Task directions » All of the records shown below need to be copied with no differences.

** Opening Information provided block **

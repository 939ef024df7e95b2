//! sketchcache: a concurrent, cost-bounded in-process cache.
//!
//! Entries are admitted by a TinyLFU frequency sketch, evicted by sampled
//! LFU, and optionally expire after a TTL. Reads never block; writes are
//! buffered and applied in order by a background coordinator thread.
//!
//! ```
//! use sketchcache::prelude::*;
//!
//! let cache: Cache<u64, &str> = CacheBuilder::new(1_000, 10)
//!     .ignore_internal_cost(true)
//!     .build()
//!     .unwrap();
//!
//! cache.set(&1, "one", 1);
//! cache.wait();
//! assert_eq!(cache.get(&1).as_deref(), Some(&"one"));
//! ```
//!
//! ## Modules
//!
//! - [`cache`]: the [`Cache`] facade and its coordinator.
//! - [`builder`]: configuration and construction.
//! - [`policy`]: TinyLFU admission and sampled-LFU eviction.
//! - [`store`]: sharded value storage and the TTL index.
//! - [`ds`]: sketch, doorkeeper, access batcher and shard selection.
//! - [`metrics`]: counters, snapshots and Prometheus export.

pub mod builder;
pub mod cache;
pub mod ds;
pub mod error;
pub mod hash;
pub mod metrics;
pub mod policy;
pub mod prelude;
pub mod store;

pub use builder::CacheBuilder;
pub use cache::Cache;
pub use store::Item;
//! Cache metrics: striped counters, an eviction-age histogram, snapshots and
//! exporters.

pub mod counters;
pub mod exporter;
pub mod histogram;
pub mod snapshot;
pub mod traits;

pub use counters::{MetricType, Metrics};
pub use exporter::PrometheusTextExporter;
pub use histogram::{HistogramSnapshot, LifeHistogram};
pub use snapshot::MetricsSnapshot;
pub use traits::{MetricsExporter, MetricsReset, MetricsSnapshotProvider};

** Closing Information provided block **

Output »
repository 939ef024df7e95b2
//! sketchcache: a concurrent, cost-bounded in-process cache.
//!
//! Entries are admitted by a TinyLFU frequency sketch, evicted by sampled
//! LFU, and optionally expire after a TTL. Reads never block; writes are
//! buffered and applied in order by a background coordinator thread.
//!
//! ```
//! use sketchcache::prelude::*;
//!
//! let cache: Cache<u64, &str> = CacheBuilder::new(1_000, 10)
//!     .ignore_internal_cost(true)
//!     .build()
//!     .unwrap();
//!
//! cache.set(&1, "one", 1);
//! cache.wait();
//! assert_eq!(cache.get(&1).as_deref(), Some(&"one"));
//! ```
//!
//! ## Modules
//!
//! - [`cache`]: the [`Cache`] facade and its coordinator.
//! - [`builder`]: configuration and construction.
//! - [`policy`]: TinyLFU admission and sampled-LFU eviction.
//! - [`store`]: sharded value storage and the TTL index.
//! - [`ds`]: sketch, doorkeeper, access batcher and shard selection.
//! - [`metrics`]: counters, snapshots and Prometheus export.

pub mod builder;
pub mod cache;
pub mod ds;
pub mod error;
pub mod hash;
pub mod metrics;
pub mod policy;
pub mod prelude;
pub mod store;

pub use builder::CacheBuilder;
pub use cache::Cache;
pub use store::Item;
//! Cache metrics: striped counters, an eviction-age histogram, snapshots and
//! exporters.

pub mod counters;
pub mod exporter;
pub mod histogram;
pub mod snapshot;
pub mod traits;

pub use counters::{MetricType, Metrics};
pub use exporter::PrometheusTextExporter;
pub use histogram::{HistogramSnapshot, LifeHistogram};
pub use snapshot::MetricsSnapshot;
pub use traits::{MetricsExporter, MetricsReset, MetricsSnapshotProvider};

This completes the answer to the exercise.